**Aim of the task**
Go through the entries below and copy every line that holds the word "Some".

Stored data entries

--

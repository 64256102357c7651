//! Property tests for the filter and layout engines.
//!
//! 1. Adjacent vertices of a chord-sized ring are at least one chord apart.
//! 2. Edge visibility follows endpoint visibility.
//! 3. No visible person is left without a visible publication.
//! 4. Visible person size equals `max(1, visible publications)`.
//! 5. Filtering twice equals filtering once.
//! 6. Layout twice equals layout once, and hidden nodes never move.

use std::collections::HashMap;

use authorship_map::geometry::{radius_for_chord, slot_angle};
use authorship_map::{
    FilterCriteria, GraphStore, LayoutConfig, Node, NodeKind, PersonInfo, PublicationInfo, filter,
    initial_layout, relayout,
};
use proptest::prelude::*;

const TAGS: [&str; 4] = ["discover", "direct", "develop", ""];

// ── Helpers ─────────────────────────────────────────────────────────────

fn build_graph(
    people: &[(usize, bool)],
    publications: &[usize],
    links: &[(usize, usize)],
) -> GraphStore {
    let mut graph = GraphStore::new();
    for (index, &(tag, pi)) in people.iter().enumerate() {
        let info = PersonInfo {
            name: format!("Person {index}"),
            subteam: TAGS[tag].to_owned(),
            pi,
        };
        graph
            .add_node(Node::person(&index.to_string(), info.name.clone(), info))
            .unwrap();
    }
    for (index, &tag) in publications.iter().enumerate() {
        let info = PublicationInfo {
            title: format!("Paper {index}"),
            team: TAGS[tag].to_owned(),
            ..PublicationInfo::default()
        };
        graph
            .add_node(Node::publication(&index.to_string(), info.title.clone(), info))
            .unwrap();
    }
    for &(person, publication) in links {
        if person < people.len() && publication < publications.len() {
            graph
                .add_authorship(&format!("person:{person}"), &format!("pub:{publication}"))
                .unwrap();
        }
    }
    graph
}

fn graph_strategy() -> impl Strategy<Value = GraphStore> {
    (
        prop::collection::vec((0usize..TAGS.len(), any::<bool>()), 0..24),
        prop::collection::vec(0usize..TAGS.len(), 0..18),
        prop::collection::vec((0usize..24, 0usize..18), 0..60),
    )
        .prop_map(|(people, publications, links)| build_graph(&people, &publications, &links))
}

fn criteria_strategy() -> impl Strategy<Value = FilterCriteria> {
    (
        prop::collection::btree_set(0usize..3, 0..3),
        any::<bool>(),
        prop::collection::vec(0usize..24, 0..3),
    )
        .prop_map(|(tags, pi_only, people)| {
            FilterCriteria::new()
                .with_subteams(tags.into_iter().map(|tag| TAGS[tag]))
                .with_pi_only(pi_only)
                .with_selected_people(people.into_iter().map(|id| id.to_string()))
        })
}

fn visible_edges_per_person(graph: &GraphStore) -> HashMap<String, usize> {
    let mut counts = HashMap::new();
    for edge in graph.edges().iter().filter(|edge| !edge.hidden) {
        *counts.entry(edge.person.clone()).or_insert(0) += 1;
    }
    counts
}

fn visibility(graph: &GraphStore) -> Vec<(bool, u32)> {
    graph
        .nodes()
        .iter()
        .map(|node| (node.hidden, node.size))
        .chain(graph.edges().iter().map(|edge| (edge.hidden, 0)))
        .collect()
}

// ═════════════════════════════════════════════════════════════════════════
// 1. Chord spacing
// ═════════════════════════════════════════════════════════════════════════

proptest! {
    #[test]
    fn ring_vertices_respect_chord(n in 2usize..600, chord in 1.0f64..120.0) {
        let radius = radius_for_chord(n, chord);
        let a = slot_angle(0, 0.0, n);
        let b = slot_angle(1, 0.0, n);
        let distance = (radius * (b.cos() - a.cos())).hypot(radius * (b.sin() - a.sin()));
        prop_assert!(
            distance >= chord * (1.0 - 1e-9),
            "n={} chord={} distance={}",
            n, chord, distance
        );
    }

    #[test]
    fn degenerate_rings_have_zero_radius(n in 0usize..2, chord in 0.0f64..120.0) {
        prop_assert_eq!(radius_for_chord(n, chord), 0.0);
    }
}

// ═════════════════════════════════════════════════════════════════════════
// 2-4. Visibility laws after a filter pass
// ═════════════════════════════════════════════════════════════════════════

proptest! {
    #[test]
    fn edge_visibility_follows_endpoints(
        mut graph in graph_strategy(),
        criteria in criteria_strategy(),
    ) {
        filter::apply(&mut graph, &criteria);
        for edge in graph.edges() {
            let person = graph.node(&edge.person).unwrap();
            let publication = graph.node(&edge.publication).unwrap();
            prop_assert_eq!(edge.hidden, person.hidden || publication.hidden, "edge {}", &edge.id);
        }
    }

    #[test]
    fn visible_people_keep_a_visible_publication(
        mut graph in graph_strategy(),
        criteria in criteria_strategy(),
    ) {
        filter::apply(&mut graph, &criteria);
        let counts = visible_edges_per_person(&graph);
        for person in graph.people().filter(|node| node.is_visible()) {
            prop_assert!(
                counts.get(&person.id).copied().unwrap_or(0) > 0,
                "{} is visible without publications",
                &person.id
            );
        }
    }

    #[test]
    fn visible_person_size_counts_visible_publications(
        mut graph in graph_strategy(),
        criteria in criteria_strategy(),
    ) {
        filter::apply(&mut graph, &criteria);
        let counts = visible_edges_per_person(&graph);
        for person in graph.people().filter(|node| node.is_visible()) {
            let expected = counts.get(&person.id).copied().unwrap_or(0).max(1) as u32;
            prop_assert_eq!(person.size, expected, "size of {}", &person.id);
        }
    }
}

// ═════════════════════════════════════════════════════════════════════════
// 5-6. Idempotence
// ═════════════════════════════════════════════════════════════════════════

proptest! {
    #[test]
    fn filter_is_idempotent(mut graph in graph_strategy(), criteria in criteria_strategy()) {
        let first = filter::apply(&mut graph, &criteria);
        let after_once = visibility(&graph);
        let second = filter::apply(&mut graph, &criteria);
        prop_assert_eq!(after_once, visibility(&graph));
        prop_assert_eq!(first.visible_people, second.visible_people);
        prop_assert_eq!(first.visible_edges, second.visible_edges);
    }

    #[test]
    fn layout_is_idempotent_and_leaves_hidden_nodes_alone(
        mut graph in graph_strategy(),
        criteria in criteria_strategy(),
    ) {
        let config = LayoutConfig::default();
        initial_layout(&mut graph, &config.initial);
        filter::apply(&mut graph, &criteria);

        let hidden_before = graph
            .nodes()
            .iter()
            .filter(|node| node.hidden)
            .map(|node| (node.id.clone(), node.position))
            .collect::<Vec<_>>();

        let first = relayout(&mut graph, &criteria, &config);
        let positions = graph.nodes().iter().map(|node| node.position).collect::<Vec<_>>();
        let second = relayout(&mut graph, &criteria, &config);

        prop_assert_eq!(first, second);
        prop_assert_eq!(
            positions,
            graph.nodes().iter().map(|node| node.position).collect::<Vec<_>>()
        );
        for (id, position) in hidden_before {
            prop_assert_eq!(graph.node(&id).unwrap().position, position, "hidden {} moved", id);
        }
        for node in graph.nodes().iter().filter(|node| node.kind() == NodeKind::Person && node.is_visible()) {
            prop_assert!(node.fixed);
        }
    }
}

--

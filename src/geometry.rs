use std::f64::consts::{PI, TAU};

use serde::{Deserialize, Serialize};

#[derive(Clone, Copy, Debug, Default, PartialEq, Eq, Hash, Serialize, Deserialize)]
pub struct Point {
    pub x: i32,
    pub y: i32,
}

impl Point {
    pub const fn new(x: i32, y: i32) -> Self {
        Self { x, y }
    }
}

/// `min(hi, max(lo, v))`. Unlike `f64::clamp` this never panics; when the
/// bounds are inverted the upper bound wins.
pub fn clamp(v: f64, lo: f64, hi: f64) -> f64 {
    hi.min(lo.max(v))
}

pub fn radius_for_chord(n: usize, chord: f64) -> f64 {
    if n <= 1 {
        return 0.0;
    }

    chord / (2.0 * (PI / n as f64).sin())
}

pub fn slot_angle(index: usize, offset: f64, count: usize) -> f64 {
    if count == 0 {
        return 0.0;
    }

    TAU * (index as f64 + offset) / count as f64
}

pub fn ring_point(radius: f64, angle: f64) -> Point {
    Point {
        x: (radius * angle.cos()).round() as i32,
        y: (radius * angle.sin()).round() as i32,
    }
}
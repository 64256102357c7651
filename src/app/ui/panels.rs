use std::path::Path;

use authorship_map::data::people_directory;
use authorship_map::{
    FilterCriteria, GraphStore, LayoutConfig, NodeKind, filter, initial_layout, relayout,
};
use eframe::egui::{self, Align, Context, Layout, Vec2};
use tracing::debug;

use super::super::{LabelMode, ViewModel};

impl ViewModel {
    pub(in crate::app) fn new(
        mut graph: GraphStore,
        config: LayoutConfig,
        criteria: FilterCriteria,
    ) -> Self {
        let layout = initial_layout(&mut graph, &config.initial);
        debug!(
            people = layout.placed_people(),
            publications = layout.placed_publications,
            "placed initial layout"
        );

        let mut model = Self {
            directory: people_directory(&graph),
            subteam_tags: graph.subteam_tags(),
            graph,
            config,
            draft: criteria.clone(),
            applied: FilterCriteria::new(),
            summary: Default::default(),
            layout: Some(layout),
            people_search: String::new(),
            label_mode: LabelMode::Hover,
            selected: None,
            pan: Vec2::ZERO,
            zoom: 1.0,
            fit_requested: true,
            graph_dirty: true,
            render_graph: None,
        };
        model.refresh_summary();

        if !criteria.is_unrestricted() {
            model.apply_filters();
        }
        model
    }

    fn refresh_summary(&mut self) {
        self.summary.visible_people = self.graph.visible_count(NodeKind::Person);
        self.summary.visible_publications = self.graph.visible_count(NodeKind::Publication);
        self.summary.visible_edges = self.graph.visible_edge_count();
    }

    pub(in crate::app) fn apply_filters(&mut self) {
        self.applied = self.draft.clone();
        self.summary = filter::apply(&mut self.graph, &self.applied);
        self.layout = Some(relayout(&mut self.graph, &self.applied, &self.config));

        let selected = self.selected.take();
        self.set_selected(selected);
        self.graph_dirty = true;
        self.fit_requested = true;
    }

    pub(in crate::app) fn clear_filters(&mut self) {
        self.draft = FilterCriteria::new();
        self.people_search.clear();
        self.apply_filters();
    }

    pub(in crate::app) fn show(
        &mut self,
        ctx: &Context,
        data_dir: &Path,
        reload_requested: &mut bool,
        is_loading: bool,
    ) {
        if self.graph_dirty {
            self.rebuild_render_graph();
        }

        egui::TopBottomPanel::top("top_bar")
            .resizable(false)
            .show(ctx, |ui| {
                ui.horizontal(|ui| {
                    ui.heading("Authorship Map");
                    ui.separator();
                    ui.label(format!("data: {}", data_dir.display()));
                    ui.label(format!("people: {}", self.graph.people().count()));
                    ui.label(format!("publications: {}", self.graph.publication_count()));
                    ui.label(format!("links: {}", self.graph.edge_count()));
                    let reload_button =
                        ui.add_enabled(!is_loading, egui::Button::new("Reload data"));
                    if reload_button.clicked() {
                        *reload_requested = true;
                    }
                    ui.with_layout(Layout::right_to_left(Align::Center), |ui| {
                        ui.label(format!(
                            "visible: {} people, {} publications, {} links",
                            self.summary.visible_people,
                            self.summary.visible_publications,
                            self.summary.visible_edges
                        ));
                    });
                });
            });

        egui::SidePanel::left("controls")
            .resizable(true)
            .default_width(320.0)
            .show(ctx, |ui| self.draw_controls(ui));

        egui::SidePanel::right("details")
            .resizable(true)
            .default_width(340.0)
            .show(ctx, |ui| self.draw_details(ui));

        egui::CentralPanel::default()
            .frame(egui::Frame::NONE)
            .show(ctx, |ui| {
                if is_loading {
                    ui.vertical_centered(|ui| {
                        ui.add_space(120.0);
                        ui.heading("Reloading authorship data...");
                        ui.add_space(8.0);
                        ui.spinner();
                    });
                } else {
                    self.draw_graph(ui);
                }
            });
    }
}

--

**Solution to this problem**
            layout: Some(layout),
        self.layout = Some(relayout(&mut self.graph, &self.applied, &self.config));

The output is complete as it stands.